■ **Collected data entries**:
□ □ □
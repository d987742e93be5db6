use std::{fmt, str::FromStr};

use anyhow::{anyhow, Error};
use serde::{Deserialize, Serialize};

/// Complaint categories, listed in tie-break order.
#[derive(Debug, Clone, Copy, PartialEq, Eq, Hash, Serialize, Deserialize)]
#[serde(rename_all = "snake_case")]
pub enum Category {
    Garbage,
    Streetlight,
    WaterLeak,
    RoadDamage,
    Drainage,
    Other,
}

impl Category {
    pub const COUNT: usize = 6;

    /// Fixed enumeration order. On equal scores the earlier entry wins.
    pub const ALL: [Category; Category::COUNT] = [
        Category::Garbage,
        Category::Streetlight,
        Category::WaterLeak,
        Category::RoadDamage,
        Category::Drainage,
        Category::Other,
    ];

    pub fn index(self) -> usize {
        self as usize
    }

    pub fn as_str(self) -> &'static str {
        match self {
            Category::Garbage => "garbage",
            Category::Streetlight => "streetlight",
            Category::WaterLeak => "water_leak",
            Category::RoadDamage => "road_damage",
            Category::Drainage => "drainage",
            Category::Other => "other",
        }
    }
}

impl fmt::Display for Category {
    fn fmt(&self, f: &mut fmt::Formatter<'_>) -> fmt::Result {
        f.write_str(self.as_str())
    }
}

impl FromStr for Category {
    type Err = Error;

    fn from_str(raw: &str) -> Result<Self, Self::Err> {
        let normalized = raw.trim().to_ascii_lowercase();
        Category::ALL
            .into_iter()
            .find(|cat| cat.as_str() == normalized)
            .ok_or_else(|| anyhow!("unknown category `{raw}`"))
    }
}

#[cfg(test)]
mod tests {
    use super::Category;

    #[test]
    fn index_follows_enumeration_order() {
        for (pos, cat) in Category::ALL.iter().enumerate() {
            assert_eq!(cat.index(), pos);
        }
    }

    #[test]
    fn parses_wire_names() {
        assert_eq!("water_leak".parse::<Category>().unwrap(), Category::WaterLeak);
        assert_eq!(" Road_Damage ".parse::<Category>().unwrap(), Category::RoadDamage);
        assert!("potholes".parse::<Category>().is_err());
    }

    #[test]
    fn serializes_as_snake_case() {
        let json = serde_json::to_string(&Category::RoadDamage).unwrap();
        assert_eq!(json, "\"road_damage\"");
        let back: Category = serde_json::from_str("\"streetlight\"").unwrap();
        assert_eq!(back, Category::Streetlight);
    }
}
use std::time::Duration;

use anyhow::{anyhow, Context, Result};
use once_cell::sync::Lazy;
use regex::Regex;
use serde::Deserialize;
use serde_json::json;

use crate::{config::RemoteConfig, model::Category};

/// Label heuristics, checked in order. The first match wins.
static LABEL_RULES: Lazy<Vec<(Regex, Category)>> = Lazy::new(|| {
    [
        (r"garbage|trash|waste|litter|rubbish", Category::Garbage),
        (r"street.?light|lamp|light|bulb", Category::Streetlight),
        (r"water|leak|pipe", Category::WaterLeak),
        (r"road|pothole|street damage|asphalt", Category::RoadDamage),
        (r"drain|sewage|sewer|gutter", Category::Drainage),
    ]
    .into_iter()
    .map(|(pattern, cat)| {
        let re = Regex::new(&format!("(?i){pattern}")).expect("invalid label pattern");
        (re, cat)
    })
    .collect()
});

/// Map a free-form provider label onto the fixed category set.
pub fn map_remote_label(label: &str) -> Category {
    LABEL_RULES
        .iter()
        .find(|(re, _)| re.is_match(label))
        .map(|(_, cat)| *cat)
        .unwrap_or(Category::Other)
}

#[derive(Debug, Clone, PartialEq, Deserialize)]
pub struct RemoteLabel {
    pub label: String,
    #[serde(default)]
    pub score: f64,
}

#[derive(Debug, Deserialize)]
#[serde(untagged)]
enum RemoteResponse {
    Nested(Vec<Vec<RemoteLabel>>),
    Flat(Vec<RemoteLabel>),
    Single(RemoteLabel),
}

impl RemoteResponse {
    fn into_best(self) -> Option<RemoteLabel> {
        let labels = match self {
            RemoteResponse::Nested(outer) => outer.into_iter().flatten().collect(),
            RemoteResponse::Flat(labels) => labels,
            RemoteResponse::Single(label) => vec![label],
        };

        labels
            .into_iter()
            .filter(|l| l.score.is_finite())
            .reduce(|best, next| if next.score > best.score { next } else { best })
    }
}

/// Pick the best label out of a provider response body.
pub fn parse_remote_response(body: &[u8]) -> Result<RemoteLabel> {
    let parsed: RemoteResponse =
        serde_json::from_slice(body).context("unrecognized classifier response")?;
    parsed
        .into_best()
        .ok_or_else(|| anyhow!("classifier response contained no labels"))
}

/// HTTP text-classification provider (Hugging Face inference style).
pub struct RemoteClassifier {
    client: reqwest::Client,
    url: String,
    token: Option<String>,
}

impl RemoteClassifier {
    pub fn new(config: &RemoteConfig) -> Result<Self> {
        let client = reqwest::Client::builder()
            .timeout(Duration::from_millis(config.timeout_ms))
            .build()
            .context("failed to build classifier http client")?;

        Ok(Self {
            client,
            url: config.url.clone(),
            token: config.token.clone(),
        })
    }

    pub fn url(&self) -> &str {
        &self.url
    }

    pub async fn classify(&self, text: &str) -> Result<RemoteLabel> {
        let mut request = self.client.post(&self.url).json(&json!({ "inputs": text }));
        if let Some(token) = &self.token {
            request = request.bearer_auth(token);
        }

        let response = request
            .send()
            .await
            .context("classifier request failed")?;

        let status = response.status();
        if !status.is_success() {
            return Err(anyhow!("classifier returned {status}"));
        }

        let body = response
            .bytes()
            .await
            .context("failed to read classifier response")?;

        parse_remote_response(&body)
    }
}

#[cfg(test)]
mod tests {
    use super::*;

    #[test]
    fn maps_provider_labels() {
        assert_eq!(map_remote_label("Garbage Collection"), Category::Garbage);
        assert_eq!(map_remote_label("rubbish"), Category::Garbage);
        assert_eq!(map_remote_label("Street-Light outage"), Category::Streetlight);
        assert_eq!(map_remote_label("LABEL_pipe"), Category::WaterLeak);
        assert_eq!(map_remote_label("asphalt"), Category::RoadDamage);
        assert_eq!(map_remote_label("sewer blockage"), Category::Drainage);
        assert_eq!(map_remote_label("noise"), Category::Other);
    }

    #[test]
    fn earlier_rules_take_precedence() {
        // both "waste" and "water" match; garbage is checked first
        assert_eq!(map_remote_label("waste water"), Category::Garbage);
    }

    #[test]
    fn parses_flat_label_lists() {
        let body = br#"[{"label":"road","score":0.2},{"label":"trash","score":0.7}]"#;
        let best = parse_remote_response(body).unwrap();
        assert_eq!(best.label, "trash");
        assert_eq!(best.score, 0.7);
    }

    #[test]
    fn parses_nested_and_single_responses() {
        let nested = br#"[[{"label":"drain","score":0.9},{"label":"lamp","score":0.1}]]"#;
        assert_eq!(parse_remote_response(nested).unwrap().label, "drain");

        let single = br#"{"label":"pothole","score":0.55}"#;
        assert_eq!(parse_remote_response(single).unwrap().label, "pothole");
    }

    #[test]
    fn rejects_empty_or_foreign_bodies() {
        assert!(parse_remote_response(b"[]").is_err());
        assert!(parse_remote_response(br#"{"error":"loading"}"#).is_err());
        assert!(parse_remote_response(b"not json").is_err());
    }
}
□ □ □
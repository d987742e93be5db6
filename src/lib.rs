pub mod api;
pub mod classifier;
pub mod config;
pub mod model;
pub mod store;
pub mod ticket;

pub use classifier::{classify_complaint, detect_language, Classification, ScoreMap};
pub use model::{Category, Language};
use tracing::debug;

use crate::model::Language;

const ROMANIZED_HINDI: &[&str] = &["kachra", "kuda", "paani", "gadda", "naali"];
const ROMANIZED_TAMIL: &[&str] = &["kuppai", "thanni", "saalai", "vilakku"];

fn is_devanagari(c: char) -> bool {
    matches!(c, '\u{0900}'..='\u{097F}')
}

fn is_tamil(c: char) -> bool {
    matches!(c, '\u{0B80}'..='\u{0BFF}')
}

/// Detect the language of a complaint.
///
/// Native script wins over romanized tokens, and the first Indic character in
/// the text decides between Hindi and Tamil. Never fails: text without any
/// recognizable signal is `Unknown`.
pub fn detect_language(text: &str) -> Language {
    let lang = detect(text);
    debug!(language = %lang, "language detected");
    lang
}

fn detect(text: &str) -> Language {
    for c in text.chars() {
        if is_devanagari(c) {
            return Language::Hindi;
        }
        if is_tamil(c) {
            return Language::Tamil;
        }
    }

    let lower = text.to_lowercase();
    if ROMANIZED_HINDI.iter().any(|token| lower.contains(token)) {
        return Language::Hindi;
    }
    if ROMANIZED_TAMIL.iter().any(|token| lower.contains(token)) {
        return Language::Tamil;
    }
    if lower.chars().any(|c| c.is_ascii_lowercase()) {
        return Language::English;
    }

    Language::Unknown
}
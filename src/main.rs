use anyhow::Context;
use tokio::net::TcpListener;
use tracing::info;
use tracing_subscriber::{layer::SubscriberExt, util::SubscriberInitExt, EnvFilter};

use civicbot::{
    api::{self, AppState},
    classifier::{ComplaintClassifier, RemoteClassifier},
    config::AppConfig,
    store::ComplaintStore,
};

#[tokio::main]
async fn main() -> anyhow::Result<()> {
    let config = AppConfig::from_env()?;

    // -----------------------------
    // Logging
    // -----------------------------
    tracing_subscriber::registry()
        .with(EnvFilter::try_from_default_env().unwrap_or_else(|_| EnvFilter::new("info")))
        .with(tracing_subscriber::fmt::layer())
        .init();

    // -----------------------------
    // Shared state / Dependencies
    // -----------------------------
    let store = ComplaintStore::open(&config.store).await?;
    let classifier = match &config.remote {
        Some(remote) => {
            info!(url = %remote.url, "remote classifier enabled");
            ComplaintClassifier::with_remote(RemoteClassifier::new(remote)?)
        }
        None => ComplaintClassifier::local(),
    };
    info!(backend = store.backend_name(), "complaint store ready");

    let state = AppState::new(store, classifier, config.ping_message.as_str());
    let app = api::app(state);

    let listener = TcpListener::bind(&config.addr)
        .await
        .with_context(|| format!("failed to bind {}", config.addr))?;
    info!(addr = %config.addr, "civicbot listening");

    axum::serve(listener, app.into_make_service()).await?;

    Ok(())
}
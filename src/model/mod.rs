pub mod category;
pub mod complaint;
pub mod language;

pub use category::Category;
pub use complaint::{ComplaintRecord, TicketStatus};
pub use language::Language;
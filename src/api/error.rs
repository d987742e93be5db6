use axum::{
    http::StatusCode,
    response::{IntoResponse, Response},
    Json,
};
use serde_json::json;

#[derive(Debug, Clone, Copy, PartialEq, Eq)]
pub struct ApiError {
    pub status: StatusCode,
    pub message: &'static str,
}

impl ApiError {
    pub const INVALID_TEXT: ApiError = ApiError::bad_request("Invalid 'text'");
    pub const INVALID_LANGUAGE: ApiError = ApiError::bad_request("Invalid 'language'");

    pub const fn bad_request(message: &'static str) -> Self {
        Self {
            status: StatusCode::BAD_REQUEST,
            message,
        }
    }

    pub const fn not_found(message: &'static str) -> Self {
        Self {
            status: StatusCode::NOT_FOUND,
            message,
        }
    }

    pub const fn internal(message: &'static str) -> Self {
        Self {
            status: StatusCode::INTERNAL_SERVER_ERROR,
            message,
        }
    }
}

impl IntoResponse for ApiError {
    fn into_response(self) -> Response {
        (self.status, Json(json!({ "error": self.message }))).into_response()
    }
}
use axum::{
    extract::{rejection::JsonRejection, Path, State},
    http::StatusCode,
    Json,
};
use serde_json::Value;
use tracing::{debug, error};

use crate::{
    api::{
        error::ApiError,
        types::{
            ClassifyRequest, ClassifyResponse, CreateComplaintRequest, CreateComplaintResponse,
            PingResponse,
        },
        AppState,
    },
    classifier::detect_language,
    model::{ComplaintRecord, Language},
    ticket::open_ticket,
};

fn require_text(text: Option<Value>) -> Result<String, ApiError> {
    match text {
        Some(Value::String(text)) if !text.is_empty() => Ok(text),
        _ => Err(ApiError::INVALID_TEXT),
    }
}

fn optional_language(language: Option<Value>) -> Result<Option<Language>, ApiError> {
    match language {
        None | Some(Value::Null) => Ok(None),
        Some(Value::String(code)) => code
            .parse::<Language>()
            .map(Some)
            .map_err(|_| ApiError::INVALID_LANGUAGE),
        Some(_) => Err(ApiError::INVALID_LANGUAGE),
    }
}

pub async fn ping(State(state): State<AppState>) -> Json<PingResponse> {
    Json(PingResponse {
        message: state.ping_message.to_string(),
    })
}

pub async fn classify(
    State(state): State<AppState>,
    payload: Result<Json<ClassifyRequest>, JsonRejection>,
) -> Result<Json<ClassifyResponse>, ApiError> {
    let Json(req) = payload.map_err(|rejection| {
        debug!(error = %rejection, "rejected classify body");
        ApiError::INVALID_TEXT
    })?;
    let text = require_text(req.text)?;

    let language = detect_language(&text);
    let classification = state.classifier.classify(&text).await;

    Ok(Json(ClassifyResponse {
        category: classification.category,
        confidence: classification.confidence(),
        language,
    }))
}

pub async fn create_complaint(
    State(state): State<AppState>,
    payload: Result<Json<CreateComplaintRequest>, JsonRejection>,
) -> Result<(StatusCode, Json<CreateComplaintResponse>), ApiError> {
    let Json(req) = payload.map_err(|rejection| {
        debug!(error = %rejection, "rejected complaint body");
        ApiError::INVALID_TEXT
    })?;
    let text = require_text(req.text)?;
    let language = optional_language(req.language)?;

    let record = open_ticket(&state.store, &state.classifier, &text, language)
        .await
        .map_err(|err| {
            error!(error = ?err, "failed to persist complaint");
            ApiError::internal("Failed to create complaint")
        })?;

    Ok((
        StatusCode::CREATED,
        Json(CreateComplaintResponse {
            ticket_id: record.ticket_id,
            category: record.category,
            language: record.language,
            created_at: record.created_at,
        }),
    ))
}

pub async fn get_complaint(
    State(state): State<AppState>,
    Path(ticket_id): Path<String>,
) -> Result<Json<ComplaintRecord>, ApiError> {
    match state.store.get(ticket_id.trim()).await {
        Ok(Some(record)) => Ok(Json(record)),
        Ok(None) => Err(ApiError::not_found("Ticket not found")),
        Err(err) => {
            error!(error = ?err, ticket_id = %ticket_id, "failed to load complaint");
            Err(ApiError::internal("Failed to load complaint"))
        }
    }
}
□ □ □
■ **Work instructions**:
Scan the data for the word "store" and copy every line where it shows up.

■ **Response to the task**:
pub mod store;
    store::ComplaintStore,
    let store = ComplaintStore::open(&config.store).await?;
    info!(backend = store.backend_name(), "complaint store ready");
    let state = AppState::new(store, classifier, config.ping_message.as_str());
    let record = open_ticket(&state.store, &state.classifier, &text, language)
    match state.store.get(ticket_id.trim()).await {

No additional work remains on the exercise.